第1章 紙月
第1話 ボク①
暗闇の中にいた。
暗くて温かくて、不思議と優しい場所。
定期的なリズムを刻む音と幸せそうな声が聞こえてくる。
意識はそこで途絶えた。
*
次に意識を取り戻したとき、ボクは7歳だった。7歳になっていた。
「7歳おめでとう!」
精悍な顔つきに口と顎に髭を生やした男性が満面の笑みで声をかけてくれる。その髭は、普段であれば野放図だったが、今は綺麗に整えられ、どこか気品が感じられた。

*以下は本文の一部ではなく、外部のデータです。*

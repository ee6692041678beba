use comms::SampleId;

/// A minimal in-memory dataset of scalar (x, y) samples with stable identities.
#[derive(Debug, Clone)]
pub struct InMemoryDataset {
    ids: Vec<SampleId>,
    xs: Vec<f32>,
    ys: Vec<f32>,
}

impl InMemoryDataset {
    /// Creates a new dataset from owned buffers.
    ///
    /// # Panics
    /// - if `ids`, `xs` and `ys` don't have the same length
    pub fn new(ids: Vec<SampleId>, xs: Vec<f32>, ys: Vec<f32>) -> Self {
        assert_eq!(xs.len(), ys.len(), "xs and ys must have same length");
        assert_eq!(ids.len(), xs.len(), "every sample needs an id");
        Self { ids, xs, ys }
    }

    /// Creates a new dataset naming every sample after its position.
    pub fn from_xy(prefix: &str, xs: Vec<f32>, ys: Vec<f32>) -> Self {
        let ids = (0..xs.len())
            .map(|i| SampleId::new(format!("{prefix}_{i:06}")))
            .collect();

        Self::new(ids, xs, ys)
    }

    #[inline]
    pub fn len(&self) -> usize {
        self.xs.len()
    }

    #[inline]
    pub fn is_empty(&self) -> bool {
        self.xs.is_empty()
    }

    /// The identities of every sample, in dataset order.
    #[inline]
    pub fn ids(&self) -> &[SampleId] {
        &self.ids
    }

    /// Copies the samples at `indices` into an owned batch.
    ///
    /// # Panics
    /// - if any index is out of bounds
    pub fn batch<I>(&self, indices: I) -> Batch
    where
        I: IntoIterator<Item = usize>,
    {
        let mut batch = Batch::default();

        for i in indices {
            batch.ids.push(self.ids[i].clone());
            batch.xs.push(self.xs[i]);
            batch.ys.push(self.ys[i]);
        }

        batch
    }
}

/// An owned batch of training data, tagged with the identity of each sample.
#[derive(Debug, Clone, Default, PartialEq)]
pub struct Batch {
    pub ids: Vec<SampleId>,
    pub xs: Vec<f32>,
    pub ys: Vec<f32>,
}

impl Batch {
    #[inline]
    pub fn len(&self) -> usize {
        self.xs.len()
    }

    #[inline]
    pub fn is_empty(&self) -> bool {
        self.xs.is_empty()
    }

    #[inline]
    pub fn ids(&self) -> &[SampleId] {
        &self.ids
    }
}

#[cfg(test)]
mod tests {
    use super::*;

    #[test]
    fn batch_copies_selected_samples() {
        let ds = InMemoryDataset::from_xy("train", vec![1.0, 2.0, 3.0], vec![3.0, 5.0, 7.0]);
        let b = ds.batch([2, 0]);

        assert_eq!(b.len(), 2);
        assert_eq!(b.xs, vec![3.0, 1.0]);
        assert_eq!(b.ys, vec![7.0, 3.0]);
        assert_eq!(b.ids()[0].as_str(), "train_000002");
    }
}
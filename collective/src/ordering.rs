use std::collections::HashMap;

use comms::{SampleId, SampleRecord};

use crate::{CollectiveErr, Result};

/// Reorders `records` to follow the canonical identity order.
///
/// The output order only depends on `canonical`, never on which process
/// produced each record or in which order they were received.
///
/// # Arguments
/// * `records` - The gathered records, in any order.
/// * `canonical` - The full ordered list of sample identities.
///
/// # Returns
/// The records in canonical order.
///
/// # Errors
/// If `canonical` repeats an id, the record count doesn't match, or a record
/// is unknown or repeated.
pub fn order_by_identity(
    records: Vec<SampleRecord>,
    canonical: &[SampleId],
) -> Result<Vec<SampleRecord>> {
    if records.len() != canonical.len() {
        return Err(CollectiveErr::GatherCountMismatch {
            got: records.len(),
            expected: canonical.len(),
        });
    }

    let mut position: HashMap<&SampleId, usize> = HashMap::with_capacity(canonical.len());
    for (i, id) in canonical.iter().enumerate() {
        if position.insert(id, i).is_some() {
            return Err(CollectiveErr::AmbiguousOrder(id.clone()));
        }
    }

    let mut slots: Vec<Option<SampleRecord>> = (0..canonical.len()).map(|_| None).collect();

    for record in records {
        let Some(&i) = position.get(&record.id) else {
            return Err(CollectiveErr::UnknownSample(record.id));
        };

        if slots[i].is_some() {
            return Err(CollectiveErr::DuplicateSample(record.id));
        }

        slots[i] = Some(record);
    }

    // Equal counts with no unknown or repeated ids means every slot is filled.
    Ok(slots.into_iter().flatten().collect())
}

#[cfg(test)]
mod tests {
    use std::collections::BTreeMap;

    use super::*;

    fn record(id: &str) -> SampleRecord {
        SampleRecord::new(SampleId::new(id), BTreeMap::new(), 0.0)
    }

    fn ids(names: &[&str]) -> Vec<SampleId> {
        names.iter().map(|n| SampleId::new(*n)).collect()
    }

    #[test]
    fn reorders_to_canonical() {
        let canonical = ids(&["a", "b", "c"]);
        let got = order_by_identity(vec![record("c"), record("a"), record("b")], &canonical).unwrap();

        let got: Vec<_> = got.into_iter().map(|r| r.id).collect();
        assert_eq!(got, canonical);
    }

    #[test]
    fn rejects_missing_samples() {
        let canonical = ids(&["a", "b", "c"]);
        let err = order_by_identity(vec![record("a"), record("b")], &canonical).unwrap_err();
        assert!(matches!(
            err,
            CollectiveErr::GatherCountMismatch { got: 2, expected: 3 }
        ));
    }

    #[test]
    fn rejects_duplicates() {
        let canonical = ids(&["a", "b"]);
        let err = order_by_identity(vec![record("a"), record("a")], &canonical).unwrap_err();
        assert!(matches!(err, CollectiveErr::DuplicateSample(id) if id.as_str() == "a"));
    }

    #[test]
    fn rejects_unknown_samples() {
        let canonical = ids(&["a", "b"]);
        let err = order_by_identity(vec![record("a"), record("z")], &canonical).unwrap_err();
        assert!(matches!(err, CollectiveErr::UnknownSample(id) if id.as_str() == "z"));
    }

    #[test]
    fn rejects_a_canonical_order_with_repeated_ids() {
        let canonical = ids(&["a", "b", "a"]);
        let err = order_by_identity(vec![record("a"), record("b"), record("c")], &canonical)
            .unwrap_err();
        assert!(matches!(err, CollectiveErr::AmbiguousOrder(id) if id.as_str() == "a"));
    }
}
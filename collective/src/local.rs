use tokio::io::{DuplexStream, ReadHalf, WriteHalf};

use crate::{Result, Star};

/// A `Star` group member connected through in-memory pipes.
pub type LocalStar = Star<ReadHalf<DuplexStream>, WriteHalf<DuplexStream>>;

const PIPE_CAPACITY: usize = 64 * 1024;

/// Builds a whole `Star` group inside a single process.
///
/// Useful to run several ranks as concurrent tasks of the same runtime.
///
/// # Arguments
/// * `world_size` - The amount of group members to create.
///
/// # Returns
/// The members indexed by rank, the coordinator first.
pub async fn in_memory(world_size: usize) -> Result<Vec<LocalStar>> {
    let mut peers = Vec::with_capacity(world_size.saturating_sub(1));
    let mut channels = Vec::with_capacity(world_size.saturating_sub(1));

    for rank in 1..world_size {
        let (coordinator_end, peer_end) = tokio::io::duplex(PIPE_CAPACITY);

        let (rx, tx) = tokio::io::split(peer_end);
        let (rx, tx) = comms::channel(rx, tx);
        peers.push(Star::peer(rank, world_size, rx, tx).await?);

        let (rx, tx) = tokio::io::split(coordinator_end);
        channels.push(comms::channel(rx, tx));
    }

    let mut group = Vec::with_capacity(world_size);
    group.push(Star::coordinator(world_size, channels).await?);
    group.extend(peers);
    Ok(group)
}
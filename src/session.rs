//! One round of play: owns every piece of game state and runs the tick.

use crate::collision::{self, Outcome};
use crate::config::Tuning;
use crate::entity::Player;
use crate::physics::{Backdrop, Controller};
use crate::pool::ObstaclePool;
use rand::SeedableRng;
use rand::rngs::StdRng;

#[derive(Debug, Clone, Copy, PartialEq, Eq)]
pub enum State {
    Playing,
    GameOver,
}

pub struct Session {
    tuning: Tuning,
    pub player: Player,
    pub pool: ObstaclePool,
    pub controller: Controller,
    pub backdrop: Backdrop,
    pub score: u32,
    /// Collisions this round. Anything above zero means game over.
    pub over: u32,
    /// Last key captured and not yet consumed.
    pub key: Option<char>,
    rng: StdRng,
}

impl Session {
    /// Start a round. A seed makes the obstacle layout reproducible.
    pub fn new(tuning: Tuning, seed: Option<u64>) -> Self {
        let mut rng = match seed {
            Some(seed) => StdRng::seed_from_u64(seed),
            None => StdRng::from_entropy(),
        };
        let pool = ObstaclePool::new(&tuning, &mut rng);
        Self {
            player: Player::new(&tuning),
            pool,
            controller: Controller::new(),
            backdrop: Backdrop::default(),
            score: 0,
            over: 0,
            key: None,
            rng,
            tuning,
        }
    }

    pub fn tuning(&self) -> &Tuning {
        &self.tuning
    }

    pub fn state(&self) -> State {
        if self.over > 0 {
            State::GameOver
        } else {
            State::Playing
        }
    }

    /// Put everything back to the start of a round. The pending key is
    /// dropped so the restart press doesn't fire again.
    pub fn reset(&mut self) {
        self.player = Player::new(&self.tuning);
        self.pool.initialize(&self.tuning, &mut self.rng);
        self.controller = Controller::new();
        self.backdrop = Backdrop::default();
        self.score = 0;
        self.over = 0;
        self.key = None;
        tracing::info!("session reset");
    }

    /// Remember a key press for the next tick.
    pub fn press(&mut self, key: char) {
        self.key = Some(key);
    }

    /// Run one gameplay step. Does nothing once the round is over.
    pub fn tick(&mut self) -> Outcome {
        if self.state() == State::GameOver {
            return Outcome::NoChange;
        }

        let t = &self.tuning;
        self.backdrop.scroll(t);
        self.controller.step(&mut self.player, &mut self.key, t);
        self.pool
            .advance(t.obstacle_speed, t.obstacle_gap, t.screen_width, &mut self.rng);

        let outcome = collision::evaluate(&self.player, &mut self.pool);
        match outcome {
            Outcome::NoChange => {}
            Outcome::Scored(points) => {
                self.score += points;
                tracing::debug!(score = self.score, "obstacle passed");
            }
            Outcome::Collided { slot, scored } => {
                self.score += scored;
                self.over += 1;
                tracing::info!(slot, score = self.score, "collision, game over");
            }
        }
        outcome
    }
}

#[cfg(test)]
mod tests {
    use super::*;
    use crate::entity::Pose;
    use crate::physics::JUMP_KEY;

    fn session() -> Session {
        Session::new(Tuning::default(), Some(3))
    }

    #[test]
    fn test_new_session_is_playing() {
        let s = session();
        assert_eq!(s.state(), State::Playing);
        assert_eq!(s.score, 0);
        assert_eq!(s.over, 0);
        assert_eq!(s.pool.len(), 4);
        assert!(s.key.is_none());
    }

    #[test]
    fn test_tick_moves_world() {
        let mut s = session();
        s.tick();
        assert_eq!(s.player.y, 43);
        assert_eq!(s.backdrop.pos, -1);
        assert_eq!(s.pool.get(0).unwrap().x, 348);
    }

    #[test]
    fn test_jump_key_is_consumed_by_tick() {
        let mut s = session();
        s.press(JUMP_KEY);
        s.tick();
        assert!(s.key.is_none());
        assert_eq!(s.player.pose, Pose::Rising);
    }

    #[test]
    fn test_collision_enters_game_over_and_freezes() {
        let mut s = session();
        let slot = s.pool.get_mut(0).unwrap();
        slot.x = 100;
        slot.offset = 99;

        let outcome = s.tick();
        assert!(matches!(outcome, Outcome::Collided { slot: 0, .. }));
        assert_eq!(s.state(), State::GameOver);
        assert_eq!(s.over, 1);

        let frozen_y = s.player.y;
        let frozen_x = s.pool.get(0).unwrap().x;
        for _ in 0..10 {
            assert_eq!(s.tick(), Outcome::NoChange);
        }
        assert_eq!(s.player.y, frozen_y);
        assert_eq!(s.pool.get(0).unwrap().x, frozen_x);
    }

    #[test]
    fn test_keys_pressed_during_game_over_are_dropped_on_reset() {
        let mut s = session();
        s.over = 1;
        s.press(JUMP_KEY);
        s.tick();
        assert_eq!(s.key, Some(JUMP_KEY));

        s.reset();
        assert!(s.key.is_none());
        assert_eq!(s.state(), State::Playing);
    }

    #[test]
    fn test_reset_restores_start_of_round() {
        let mut s = session();
        for _ in 0..40 {
            s.tick();
        }
        s.score = 7;
        s.over = 2;
        s.controller.jump_buffer = 30;

        s.reset();
        assert_eq!(s.over, 0);
        assert_eq!(s.score, 0);
        assert_eq!((s.player.x, s.player.y), (100, 41));
        assert_eq!(s.controller.jump_buffer, 0);
        assert_eq!(s.backdrop.pos, 0);
        let xs: Vec<i32> = s.pool.iter().map(|o| o.x).collect();
        assert_eq!(xs, vec![350, 500, 650, 800]);
        assert!(s.pool.iter().all(|o| !o.touched));
    }
}
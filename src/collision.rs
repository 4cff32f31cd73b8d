//! Bounding-box tests between the bird and the pipes, and scoring.

use crate::entity::{Obstacle, Player};
use crate::pool::ObstaclePool;

/// What one evaluation pass changed.
#[derive(Debug, Clone, Copy, PartialEq, Eq)]
pub enum Outcome {
    NoChange,
    /// Points awarded this pass.
    Scored(u32),
    /// The player hit the obstacle in this slot. Points from slots earlier
    /// in the scan were still awarded.
    Collided { slot: usize, scored: u32 },
}

pub fn overlaps_horizontally(player: &Player, obstacle: &Obstacle) -> bool {
    player.right() > obstacle.x && player.x < obstacle.right()
}

/// True when the player is outside the gap between the two barriers.
/// Only meaningful while the boxes overlap horizontally.
pub fn hits_barrier(player: &Player, obstacle: &Obstacle) -> bool {
    player.y < obstacle.upper_edge() || player.bottom() > obstacle.lower_edge()
}

pub fn has_passed(player: &Player, obstacle: &Obstacle) -> bool {
    obstacle.right() < player.x
}

/// Scan the pool in slot order. The first collision ends the scan.
pub fn evaluate(player: &Player, pool: &mut ObstaclePool) -> Outcome {
    let mut scored = 0;
    for (slot, obstacle) in pool.iter_mut().enumerate() {
        if overlaps_horizontally(player, obstacle) && hits_barrier(player, obstacle) {
            obstacle.touched = true;
            return Outcome::Collided { slot, scored };
        }

        if has_passed(player, obstacle) && !obstacle.touched {
            obstacle.touched = true;
            scored += 1;
        }
    }

    if scored > 0 {
        Outcome::Scored(scored)
    } else {
        Outcome::NoChange
    }
}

バンドカラーの白いシャツと、こげ茶色のベストを着ているが、その下の鍛えられた肉体の自己主張が激しく、無理矢理、肉体を押し込めているようにも見える。
これが、ボクの伯父だった。
「おめでとう!」
「おめでとー!」
続く元気な声は、伯父の子供たちだ。
いかにもやんちゃ盛りといった、浅黒く肌がやけた男の子は、次男で今年8歳になった。よく見れば今日もどこかを探検してきたのだろう、腕や脚に新しそうな切り傷がある。
たどたどしい発音で一生懸命に声を出してくれたのは、今年4歳になった長女だ。彼女のお気に入りの丈の短い薄いピンク色のワンピースに身を包み、頭には大きなフリルのついた布の頭巾を被っている。頭巾は厚手の布で中の作られており、転びやすい彼女の頭の守りも万全だった。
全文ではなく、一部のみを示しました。